Minnale – Vaseegara (mp3)

The other day, for the second time in my life, I wore a sari. The first time had been for a fashion show in grade seven. I told people I was representing Sri Lanka, but really when it came down to it, I was representing all browns, given how often I got the response, “No, you’re not. That place doesn’t exist. I’ve never heard of it,” to my answer to the question, “Where are you from.”
Funny how that worked, when so much of Saudi Arabia’s most impoverished workforce is Sri Lankan, the housemaids and the drivers and the street sweepers and the construction workers. The people who die on their jobs, who don’t get paid.

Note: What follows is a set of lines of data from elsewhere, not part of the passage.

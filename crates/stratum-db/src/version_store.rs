use stratum_common::{Error, IdentifierValidator, Result, Version};
use tracing::{info, warn};

use crate::handle::DatabaseHandle;

pub const DEFAULT_TABLE: &str = "schema_migration";
pub const DEFAULT_LEGACY_TABLE: &str = "schema_info";

/// Persistent record of which migration versions have been applied.
///
/// One row per applied version, stored in normalized form. The table is
/// created on first use; if a legacy single-integer `schema_info` table is
/// present at that point, every version from 0 up to its value is recorded
/// as applied.
///
/// Table names are interpolated into SQL, so [`VersionStore::new`] only
/// accepts plain identifiers. Version strings are digit-only by
/// construction and are inlined as literals.
#[derive(Debug, Clone)]
pub struct VersionStore {
    table: String,
    legacy_table: String,
}

impl Default for VersionStore {
    fn default() -> Self {
        Self {
            table: DEFAULT_TABLE.to_string(),
            legacy_table: DEFAULT_LEGACY_TABLE.to_string(),
        }
    }
}

impl VersionStore {
    pub fn new(table: impl Into<String>, legacy_table: impl Into<String>) -> Result<Self> {
        let table = table.into();
        let legacy_table = legacy_table.into();
        IdentifierValidator::validate_table_name(&table)?;
        IdentifierValidator::validate_table_name(&legacy_table)?;
        Ok(Self {
            table,
            legacy_table,
        })
    }

    pub fn table(&self) -> &str {
        &self.table
    }

    pub fn legacy_table(&self) -> &str {
        &self.legacy_table
    }

    /// Highest applied version by natural order, or 0 when nothing is
    /// applied. Bootstraps the table when it does not exist yet; bootstrap
    /// failures are logged and reported as version 0.
    pub fn current_version(&self, db: &mut dyn DatabaseHandle) -> Result<Version> {
        if !db.table_exists(&self.table).map_err(store_access)? {
            if let Err(e) = self.bootstrap(db) {
                warn!("version store bootstrap failed, treating database as unmigrated: {e}");
                return Ok(Version::zero());
            }
        }

        Ok(self
            .applied_versions(db)?
            .pop()
            .unwrap_or_else(Version::zero))
    }

    /// All applied versions in ascending natural order.
    pub fn applied_versions(&self, db: &mut dyn DatabaseHandle) -> Result<Vec<Version>> {
        let rows = db
            .query_column(&format!("SELECT version FROM {}", self.table))
            .map_err(store_access)?;

        let mut versions = rows
            .iter()
            .map(|raw| {
                Version::new(raw.trim()).map_err(|_| {
                    Error::StoreAccess(format!(
                        "table {} holds a malformed version {raw:?}",
                        self.table
                    ))
                })
            })
            .collect::<Result<Vec<_>>>()?;
        versions.sort();
        versions.dedup();
        Ok(versions)
    }

    pub fn is_applied(&self, db: &mut dyn DatabaseHandle, version: &Version) -> Result<bool> {
        let found = db
            .query_scalar(&format!(
                "SELECT version FROM {} WHERE version = '{version}'",
                self.table
            ))
            .map_err(store_access)?;
        Ok(found.is_some())
    }

    /// Mark `version` as applied. A no-op when it already is. Call inside the
    /// transaction that runs the migration's `up`.
    pub fn record_applied(&self, db: &mut dyn DatabaseHandle, version: &Version) -> Result<()> {
        if self.is_applied(db, version)? {
            return Ok(());
        }
        db.execute(&format!(
            "INSERT INTO {} (version) VALUES ('{version}')",
            self.table
        ))
        .map_err(store_access)?;
        Ok(())
    }

    /// Remove `version` from the applied set. Call inside the transaction
    /// that runs the migration's `down`.
    pub fn record_unapplied(&self, db: &mut dyn DatabaseHandle, version: &Version) -> Result<()> {
        db.execute(&format!(
            "DELETE FROM {} WHERE version = '{version}'",
            self.table
        ))
        .map_err(store_access)?;
        Ok(())
    }

    /// The applied version immediately below `current`.
    pub fn previous_applied(
        &self,
        db: &mut dyn DatabaseHandle,
        current: &Version,
    ) -> Result<Version> {
        self.applied_versions(db)?
            .into_iter()
            .rev()
            .find(|v| v < current)
            .ok_or_else(|| Error::NoPriorVersion(current.to_string()))
    }

    /// Create the version table and adopt the legacy marker as one
    /// transaction. On failure nothing is left behind, so the next call
    /// retries from scratch.
    fn bootstrap(&self, db: &mut dyn DatabaseHandle) -> Result<()> {
        info!("creating version table {}", self.table);
        db.begin()?;
        let outcome = self
            .create_and_backfill(db)
            .and_then(|count| db.commit().map(|()| count));
        match outcome {
            Ok(count) => {
                if count > 0 {
                    info!(
                        "backfilled {count} version(s) from legacy table {}",
                        self.legacy_table
                    );
                }
                Ok(())
            }
            Err(e) => {
                if let Err(rb) = db.rollback() {
                    warn!("failed to roll back version table bootstrap: {rb}");
                }
                Err(e)
            }
        }
    }

    fn create_and_backfill(&self, db: &mut dyn DatabaseHandle) -> Result<usize> {
        db.execute_batch(&format!(
            "CREATE TABLE IF NOT EXISTS {} (version TEXT NOT NULL UNIQUE)",
            self.table
        ))?;
        if !db.table_exists(&self.legacy_table)? {
            return Ok(0);
        }
        self.backfill_legacy(db)
    }

    fn backfill_legacy(&self, db: &mut dyn DatabaseHandle) -> Result<usize> {
        let Some(raw) =
            db.query_scalar(&format!("SELECT version FROM {}", self.legacy_table))?
        else {
            return Ok(0);
        };
        let legacy = Version::new(raw.trim())?;

        let mut count = 0;
        let mut version = Version::zero();
        loop {
            db.execute(&format!(
                "INSERT INTO {} (version) VALUES ('{version}')",
                self.table
            ))?;
            count += 1;
            if version == legacy {
                break;
            }
            version = version.next();
        }
        Ok(count)
    }
}

fn store_access(e: Error) -> Error {
    match e {
        Error::Database(msg) => Error::StoreAccess(msg),
        other => other,
    }
}

#[cfg(test)]
mod tests {
    use super::*;
    use crate::SqliteHandle;

    fn v(s: &str) -> Version {
        s.parse().unwrap()
    }

    #[test]
    fn fresh_database_bootstraps_empty() {
        let mut db = SqliteHandle::in_memory().unwrap();
        let store = VersionStore::default();

        assert!(store.current_version(&mut db).unwrap().is_zero());
        assert!(db.table_exists(DEFAULT_TABLE).unwrap());
        assert!(store.applied_versions(&mut db).unwrap().is_empty());
    }

    #[test]
    fn legacy_table_is_backfilled_from_zero() {
        let mut db = SqliteHandle::in_memory().unwrap();
        db.execute_batch(
            "CREATE TABLE schema_info (version INTEGER);
             INSERT INTO schema_info VALUES (3);",
        )
        .unwrap();
        let store = VersionStore::default();

        assert_eq!(store.current_version(&mut db).unwrap(), v("3"));
        for n in ["0", "1", "2", "3"] {
            assert!(store.is_applied(&mut db, &v(n)).unwrap(), "{n} applied");
        }
        assert!(!store.is_applied(&mut db, &v("4")).unwrap());
    }

    #[test]
    fn legacy_table_is_left_untouched() {
        let mut db = SqliteHandle::in_memory().unwrap();
        db.execute_batch(
            "CREATE TABLE schema_info (version INTEGER);
             INSERT INTO schema_info VALUES (2);",
        )
        .unwrap();
        VersionStore::default().current_version(&mut db).unwrap();

        assert_eq!(
            db.query_column("SELECT version FROM schema_info").unwrap(),
            vec!["2"]
        );
    }

    #[test]
    fn empty_legacy_table_starts_empty() {
        let mut db = SqliteHandle::in_memory().unwrap();
        db.execute_batch("CREATE TABLE schema_info (version INTEGER)")
            .unwrap();
        let store = VersionStore::default();

        assert!(store.current_version(&mut db).unwrap().is_zero());
        assert!(store.applied_versions(&mut db).unwrap().is_empty());
    }

    #[test]
    fn unusable_legacy_value_degrades_to_zero() {
        let mut db = SqliteHandle::in_memory().unwrap();
        db.execute_batch(
            "CREATE TABLE schema_info (version TEXT);
             INSERT INTO schema_info VALUES ('not-a-number');",
        )
        .unwrap();
        let store = VersionStore::default();

        assert!(store.current_version(&mut db).unwrap().is_zero());
        assert!(!db.table_exists(DEFAULT_TABLE).unwrap());
        assert!(!db.in_transaction());
    }

    #[test]
    fn failed_bootstrap_is_retried_on_next_call() {
        let mut db = SqliteHandle::in_memory().unwrap();
        db.execute_batch(
            "CREATE TABLE schema_info (version TEXT);
             INSERT INTO schema_info VALUES ('x3');",
        )
        .unwrap();
        let store = VersionStore::default();
        assert!(store.current_version(&mut db).unwrap().is_zero());

        db.execute_batch("UPDATE schema_info SET version = '3'")
            .unwrap();
        assert_eq!(store.current_version(&mut db).unwrap(), v("3"));
        assert_eq!(
            store.applied_versions(&mut db).unwrap(),
            vec![v("0"), v("1"), v("2"), v("3")]
        );
    }

    #[test]
    fn current_version_uses_natural_order() {
        let mut db = SqliteHandle::in_memory().unwrap();
        let store = VersionStore::default();
        store.current_version(&mut db).unwrap();

        store.record_applied(&mut db, &v("9")).unwrap();
        store.record_applied(&mut db, &v("10")).unwrap();
        assert_eq!(store.current_version(&mut db).unwrap(), v("10"));
    }

    #[test]
    fn record_applied_is_idempotent_and_normalized() {
        let mut db = SqliteHandle::in_memory().unwrap();
        let store = VersionStore::default();
        store.current_version(&mut db).unwrap();

        store.record_applied(&mut db, &v("007")).unwrap();
        store.record_applied(&mut db, &v("7")).unwrap();

        assert_eq!(
            db.query_column("SELECT version FROM schema_migration")
                .unwrap(),
            vec!["7"]
        );
    }

    #[test]
    fn record_unapplied_removes_version() {
        let mut db = SqliteHandle::in_memory().unwrap();
        let store = VersionStore::default();
        store.current_version(&mut db).unwrap();

        store.record_applied(&mut db, &v("5")).unwrap();
        store.record_unapplied(&mut db, &v("005")).unwrap();
        assert!(!store.is_applied(&mut db, &v("5")).unwrap());
    }

    #[test]
    fn previous_applied_finds_next_lower_version() {
        let mut db = SqliteHandle::in_memory().unwrap();
        let store = VersionStore::default();
        store.current_version(&mut db).unwrap();
        for n in ["10", "20", "30"] {
            store.record_applied(&mut db, &v(n)).unwrap();
        }

        assert_eq!(store.previous_applied(&mut db, &v("30")).unwrap(), v("20"));
        assert_eq!(store.previous_applied(&mut db, &v("20")).unwrap(), v("10"));
        assert!(matches!(
            store.previous_applied(&mut db, &v("10")),
            Err(Error::NoPriorVersion(_))
        ));
    }

    #[test]
    fn new_rejects_unsafe_table_names() {
        assert!(matches!(
            VersionStore::new("versions; DROP TABLE users", DEFAULT_LEGACY_TABLE),
            Err(Error::Config(_))
        ));
        assert!(VersionStore::new(DEFAULT_TABLE, "1legacy").is_err());

        let store = VersionStore::new("app_versions", "app_version").unwrap();
        assert_eq!(store.table(), "app_versions");
        assert_eq!(store.legacy_table(), "app_version");
    }

    #[test]
    fn malformed_rows_surface_as_store_errors() {
        let mut db = SqliteHandle::in_memory().unwrap();
        db.execute_batch(
            "CREATE TABLE schema_migration (version TEXT NOT NULL UNIQUE);
             INSERT INTO schema_migration VALUES ('abc');",
        )
        .unwrap();

        assert!(matches!(
            VersionStore::default().current_version(&mut db),
            Err(Error::StoreAccess(_))
        ));
    }

    #[test]
    fn custom_table_names() {
        let mut db = SqliteHandle::in_memory().unwrap();
        db.execute_batch(
            "CREATE TABLE old_version (version INTEGER);
             INSERT INTO old_version VALUES (1);",
        )
        .unwrap();
        let store = VersionStore::new("app_versions", "old_version").unwrap();

        assert_eq!(store.current_version(&mut db).unwrap(), v("1"));
        assert!(db.table_exists("app_versions").unwrap());
        assert!(!db.table_exists(DEFAULT_TABLE).unwrap());
    }
}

A Bengali friend brought in a sari she’d borrowed from her mother (I hadn’t told my own mother about the show or my part in it, knowing what her response would have been – what nonsense is this) and wrapped it around me as best her thirteen-year-old hands could manage. Then I walked to the washroom to check the mirror, and it unravelled in the process, so the Somali sisters helped me put it back on, now with the aid of a thousand pins, though I suspect their sari-tying judgement may have been biased somewhat in favor of guntiinos. By the time I manged to get on stage, I was fervently grateful for the skirt I had on under the sari, because my stint as a runway model at an all-girls’ school was threatening to turn into the world’s most unfortunate striptease.

So the other day, I wore a sari. And I wore a pottu and there was even jewelry in my hair. Then I looked at myself and I couldn’t recognise the woman in the mirror. Whoever she was, she was beautiful.

“Would you wear a sari to your wedding?” asked Geetha. “What if he’s a white guy?”